In our overworked, overstressed world, many people struggle with fatigue. Let's face it. We are a sleep-deprived nation of people who just don't have enough hours in the day to get everything accomplished.

The effects of fatigue can impact many facets of your life. Emotionally, you watch your mood spiral downward. Psychologically, you may feel anxious or depressed. And physically, the exhaustion impacts your overall health and day-time productivity.

Here are some quick easy tips to fight fatigue— whether it be acute (short-term) or a chronic condition. For immediate relief, consider these helpful tips:

  • Eat energy-boosting foods.

    A well-balanced diet can dramatically improve your energy levels. Instead of reaching for another latte, consider these energy-boosting options: Fruits, vegetables, whole grains, oatmeal, eggs, and fish. Try to avoid sugar and caffeine.

  • Have fun in the sun.

    Sunlight increases the production of endorphins and serotonin in your brain. Moderate exposure to sunlight (with sunscreen, of course) can help soothe your nerves and boost your mood and energy. Best yet, exposure to sun during daylight hours also improves night time sleep habits.

  • Breathe deeply.

    The act of deep controlled breathing helps show down your heart rate, reduces tension, and improves oxygen flow.

  • Take a cat nap.

    A quick 15 to 20 minute nap around 3 p.m. is enough to rejuvenate you. Anything more (or later in the day) could negatively impact your nighttime sleep cycle.

  • Relax your eyes.

    If a mid-afternoon cat nap isn't appropriate, turn away from the computer screen and close your eyes for 10 minutes. Doing so will help alleviate eye strain, which can make you feel tired.

  • Drink cold water.

    Fluids, particularly "iced" drinks, can help rejuvenate and hydrate. Try to drink these fluids regularly, instead of reaching for that latte.

  • Get a physical exam.

    For chronic fatigue, consult with your physician to rule out any underlying conditions, particularly diabetes, cardiovascular disease, or thyroid concerns. You should also be following these important guidelines.

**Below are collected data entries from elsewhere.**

//! Daemon configuration
//!
//! Read from a TOML file; every section and key is optional.
//!
//! ```toml
//! [modes]
//! dir = "/etc/usb-moded/dyn-modes"
//! diag_dir = "/etc/usb-moded/diag"
//! diagnostic = false
//!
//! [features]
//! tethering = true
//!
//! [logging]
//! level = "info"
//! ```

mod schema;

pub use schema::*;

use std::path::Path;
use tracing::info;

use crate::error::{AppError, Result};

/// Default configuration file location
pub const DEFAULT_CONFIG_PATH: &str = "/etc/usb-moded/usb-moded.toml";

impl DaemonConfig {
    /// Load configuration from `path`
    ///
    /// A missing file yields the defaults.
    pub fn load(path: &Path) -> Result<Self> {
        let content = match std::fs::read_to_string(path) {
            Ok(content) => content,
            Err(e) if e.kind() == std::io::ErrorKind::NotFound => {
                info!(path = %path.display(), "No configuration file, using defaults");
                return Ok(Self::default());
            }
            Err(e) => {
                return Err(AppError::Config(format!(
                    "Failed to read {}: {}",
                    path.display(),
                    e
                )))
            }
        };

        Self::parse(&content)
            .map_err(|e| AppError::Config(format!("Invalid {}: {}", path.display(), e)))
    }

    /// Parse configuration from TOML text
    pub fn parse(content: &str) -> std::result::Result<Self, toml::de::Error> {
        toml::from_str(content)
    }
}

#[cfg(test)]
mod tests {
    use super::*;
    use std::path::PathBuf;
    use tempfile::tempdir;

    #[test]
    fn test_missing_file_gives_defaults() {
        let dir = tempdir().unwrap();
        let config = DaemonConfig::load(&dir.path().join("none.toml")).unwrap();
        assert_eq!(config, DaemonConfig::default());
        assert_eq!(config.modes.dir, PathBuf::from(crate::modes::DEFAULT_MODE_DIR));
        assert_eq!(config.logging.level, "info");
    }

    #[test]
    fn test_partial_file() {
        let config = DaemonConfig::parse(
            r#"
[modes]
diag_dir = "/tmp/diag"
diagnostic = true

[features]
tethering = true
"#,
        )
        .unwrap();

        assert_eq!(config.modes.dir, PathBuf::from(crate::modes::DEFAULT_MODE_DIR));
        assert_eq!(config.modes.dirs().select(true), Path::new("/tmp/diag"));
        assert!(config.modes.diagnostic);
        assert!(config.features.parse_options().tethering);
    }

    #[test]
    fn test_malformed_file_is_error() {
        let dir = tempdir().unwrap();
        let path = dir.path().join("bad.toml");
        std::fs::write(&path, "[modes\ndir = 3").unwrap();

        let err = DaemonConfig::load(&path).unwrap_err();
        assert!(matches!(err, AppError::Config(_)));
    }
}
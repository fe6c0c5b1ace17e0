//! Ports for user stories, tasks and issues.
use async_trait::async_trait;

use crate::domain::{
    Issue, IssueFilter, IssueId, NewIssue, NewTask, NewUserStory, OrderField, ProjectId, Task,
    TaskFilter, TaskId, UserStory, UserStoryFilter, UserStoryId,
};

use super::RepositoryError;

/// Storage for user stories.
#[cfg_attr(test, mockall::automock)]
#[async_trait]
pub trait UserStoryRepository: Send + Sync {
    async fn create(&self, story: NewUserStory) -> Result<UserStory, RepositoryError>;

    async fn find_by_id(&self, id: UserStoryId) -> Result<Option<UserStory>, RepositoryError>;

    async fn find_by_ref(
        &self,
        project: ProjectId,
        reference: i64,
    ) -> Result<Option<UserStory>, RepositoryError>;

    /// Stories matching `filter`, ordered by backlog order, then id.
    async fn list(&self, filter: &UserStoryFilter) -> Result<Vec<UserStory>, RepositoryError>;

    /// Store `story` if the stored version still equals `expected_version`.
    ///
    /// A lost race is [`RepositoryError::VersionMismatch`].
    async fn update(&self, story: &UserStory, expected_version: i32)
    -> Result<(), RepositoryError>;

    /// Set one order field for stories of `project` and bump their versions;
    /// ids outside the project are ignored. Returns the stories as they were
    /// before the change.
    async fn update_orders(
        &self,
        project: ProjectId,
        field: OrderField,
        orders: &[(UserStoryId, i64)],
    ) -> Result<Vec<UserStory>, RepositoryError>;

    /// Delete a story; its tasks stay in the project without a story.
    async fn delete(&self, id: UserStoryId) -> Result<(), RepositoryError>;
}

/// Storage for tasks.
#[cfg_attr(test, mockall::automock)]
#[async_trait]
pub trait TaskRepository: Send + Sync {
    async fn create(&self, task: NewTask) -> Result<Task, RepositoryError>;

    async fn find_by_id(&self, id: TaskId) -> Result<Option<Task>, RepositoryError>;

    /// Tasks matching `filter`, oldest first.
    async fn list(&self, filter: &TaskFilter) -> Result<Vec<Task>, RepositoryError>;

    /// Version-guarded overwrite, as [`UserStoryRepository::update`].
    async fn update(&self, task: &Task, expected_version: i32) -> Result<(), RepositoryError>;

    async fn delete(&self, id: TaskId) -> Result<(), RepositoryError>;
}

/// Storage for issues.
#[cfg_attr(test, mockall::automock)]
#[async_trait]
pub trait IssueRepository: Send + Sync {
    async fn create(&self, issue: NewIssue) -> Result<Issue, RepositoryError>;

    async fn find_by_id(&self, id: IssueId) -> Result<Option<Issue>, RepositoryError>;

    /// Issues matching `filter`, newest first.
    async fn list(&self, filter: &IssueFilter) -> Result<Vec<Issue>, RepositoryError>;

    /// Version-guarded overwrite, as [`UserStoryRepository::update`].
    async fn update(&self, issue: &Issue, expected_version: i32) -> Result<(), RepositoryError>;

    /// Delete an issue together with its votes.
    async fn delete(&self, id: IssueId) -> Result<(), RepositoryError>;
}
//! PostgreSQL-backed `HistoryRepository` implementation using Diesel ORM.
//!
//! Diffs and the comment-deleting user are stored as JSONB documents.

use async_trait::async_trait;
use diesel::prelude::*;
use diesel_async::RunQueryDsl;
use serde_json::Value;
use uuid::Uuid;

use crate::domain::history::Diff;
use crate::domain::ports::{HistoryRepository, RepositoryError};
use crate::domain::{HistoryEntry, HistoryKind, HistoryUser, UserId};

use super::diesel_helpers::{collect_rows, invalid_row, map_diesel_error, map_pool_error};
use super::models::{HistoryCommentChangeset, HistoryRow};
use super::pool::DbPool;
use super::schema::history_entries;

/// Diesel-backed implementation of the `HistoryRepository` port.
#[derive(Clone)]
pub struct DieselHistoryRepository {
    pool: DbPool,
}

impl DieselHistoryRepository {
    /// Create a repository over `pool`.
    pub fn new(pool: DbPool) -> Self {
        Self { pool }
    }
}

fn to_json<T: serde::Serialize>(value: &T) -> Result<Value, RepositoryError> {
    serde_json::to_value(value)
        .map_err(|err| RepositoryError::query(format!("history serialisation failed: {err}")))
}

fn from_json<T: serde::de::DeserializeOwned>(value: Value) -> Result<T, RepositoryError> {
    serde_json::from_value(value).map_err(|err| invalid_row("history_entries", err))
}

fn entry_to_row(entry: &HistoryEntry) -> Result<HistoryRow, RepositoryError> {
    Ok(HistoryRow {
        id: entry.id,
        key: entry.key.clone(),
        user_id: entry.user.pk.map(UserId::get),
        user_name: entry.user.name.clone(),
        created_at: entry.created_at,
        kind: entry.kind.as_str().to_owned(),
        diff: to_json(&entry.diff)?,
        values_diff: to_json(&entry.values_diff)?,
        snapshot: entry.snapshot.clone(),
        comment: entry.comment.clone(),
        delete_comment_date: entry.delete_comment_date,
        delete_comment_user: entry.delete_comment_user.as_ref().map(to_json).transpose()?,
        is_hidden: entry.is_hidden,
        is_snapshot: entry.is_snapshot,
    })
}

fn row_to_entry(row: HistoryRow) -> Result<HistoryEntry, RepositoryError> {
    let kind = HistoryKind::parse(&row.kind)
        .ok_or_else(|| invalid_row("history_entries", format!("unknown kind {}", row.kind)))?;
    Ok(HistoryEntry {
        id: row.id,
        key: row.key,
        user: HistoryUser {
            pk: row.user_id.map(UserId::new),
            name: row.user_name,
        },
        created_at: row.created_at,
        kind,
        diff: from_json::<Diff>(row.diff)?,
        values_diff: from_json::<Diff>(row.values_diff)?,
        snapshot: row.snapshot,
        comment: row.comment,
        delete_comment_date: row.delete_comment_date,
        delete_comment_user: row.delete_comment_user.map(from_json).transpose()?,
        is_hidden: row.is_hidden,
        is_snapshot: row.is_snapshot,
    })
}

#[async_trait]
impl HistoryRepository for DieselHistoryRepository {
    async fn append(&self, entry: &HistoryEntry) -> Result<(), RepositoryError> {
        let row = entry_to_row(entry)?;
        let mut conn = self.pool.get().await.map_err(map_pool_error)?;
        diesel::insert_into(history_entries::table)
            .values(&row)
            .execute(&mut conn)
            .await
            .map(|_| ())
            .map_err(map_diesel_error)
    }

    async fn list(&self, key: &str) -> Result<Vec<HistoryEntry>, RepositoryError> {
        let mut conn = self.pool.get().await.map_err(map_pool_error)?;
        let rows: Vec<HistoryRow> = history_entries::table
            .filter(history_entries::key.eq(key))
            .select(HistoryRow::as_select())
            .order((history_entries::created_at.asc(), history_entries::id.asc()))
            .load(&mut conn)
            .await
            .map_err(map_diesel_error)?;
        collect_rows(rows, row_to_entry)
    }

    async fn find(&self, key: &str, id: Uuid) -> Result<Option<HistoryEntry>, RepositoryError> {
        let mut conn = self.pool.get().await.map_err(map_pool_error)?;
        let row: Option<HistoryRow> = history_entries::table
            .filter(history_entries::key.eq(key))
            .filter(history_entries::id.eq(id))
            .select(HistoryRow::as_select())
            .first(&mut conn)
            .await
            .optional()
            .map_err(map_diesel_error)?;
        row.map(row_to_entry).transpose()
    }

    async fn update(&self, entry: &HistoryEntry) -> Result<(), RepositoryError> {
        let changeset = HistoryCommentChangeset {
            delete_comment_date: entry.delete_comment_date,
            delete_comment_user: entry.delete_comment_user.as_ref().map(to_json).transpose()?,
        };
        let mut conn = self.pool.get().await.map_err(map_pool_error)?;
        let updated = diesel::update(history_entries::table.find(entry.id))
            .set(&changeset)
            .execute(&mut conn)
            .await
            .map_err(map_diesel_error)?;
        if updated == 0 {
            return Err(RepositoryError::missing(format!(
                "history entry {}",
                entry.id
            )));
        }
        Ok(())
    }
}

#[cfg(test)]
mod tests {
    use super::*;
    use chrono::Utc;
    use rstest::rstest;
    use serde_json::json;

    fn entry() -> HistoryEntry {
        let mut diff = Diff::new();
        diff.insert("subject".to_owned(), [json!("Old"), json!("New")]);
        HistoryEntry {
            id: Uuid::new_v4(),
            key: "userstories.userstory:3".to_owned(),
            user: HistoryUser {
                pk: Some(UserId::new(1)),
                name: "Ada".to_owned(),
            },
            created_at: Utc::now(),
            kind: HistoryKind::Change,
            diff: diff.clone(),
            values_diff: diff,
            snapshot: None,
            comment: "renamed".to_owned(),
            delete_comment_date: Some(Utc::now()),
            delete_comment_user: Some(HistoryUser {
                pk: None,
                name: "Grace".to_owned(),
            }),
            is_hidden: false,
            is_snapshot: false,
        }
    }

    #[rstest]
    fn entries_survive_the_row_shape() {
        let original = entry();

        let restored = row_to_entry(entry_to_row(&original).expect("row")).expect("entry");

        assert_eq!(restored, original);
    }

    #[rstest]
    fn malformed_diffs_are_query_errors() {
        let mut row = entry_to_row(&entry()).expect("row");
        row.diff = json!(["not", "an", "object"]);

        let error = row_to_entry(row).expect_err("invalid diff");

        assert!(matches!(error, RepositoryError::Query { .. }));
    }
}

  • Get a good night's sleep.

    The body needs a good 7 to 8 hours of restorative sleep in order to function properly. Well-rested people who follow a consistent bedtime routine are more likely to feel alert and energetic during the day.

  • Take a vitamin.

    A multivitamin is a great way to supplement your diet. In fact, certain types of vitamin deficiencies can make you feel sluggish and lethargic. Adding these vitamins and mineral back into the body can give your body the extra boost it needs.

  • Exercise.

    Exercising even 30 minutes a day can improve your energy levels. A brisk walk around the block several times may help release pent up anxiety and produce endorphins. But there's also a long-term benefit to regular exercise. "In shape" people typically have the cardiovascular strength to better manage day-to-day activities without feeling exhausted. Yoga is another great exercise to reduce stress and improve fitness.

  • Be happy.

    Sounds simple enough, but emotional upset is a complex issue that severely drains your body. In fact, many psychiatrists associate fatigue with depression, excessive worrying, anxiety, and more. How do the blues impact you? Issues like chronic stress generate tension in your body's core, which in turn drains your energy. If you suspect depression, or other mental health concerns, discuss this with your physician.

Overcoming fatigue is an ongoing battle for millions of Americans. The cornerstone of this problem begins and ends with good sleep habits. Obtaining restful sleep is so critical to achieving a happy balance in our lives, so don't be afraid to try different "sleep" solutions. Just continue to experiment with variations of these tips to see what works best for you.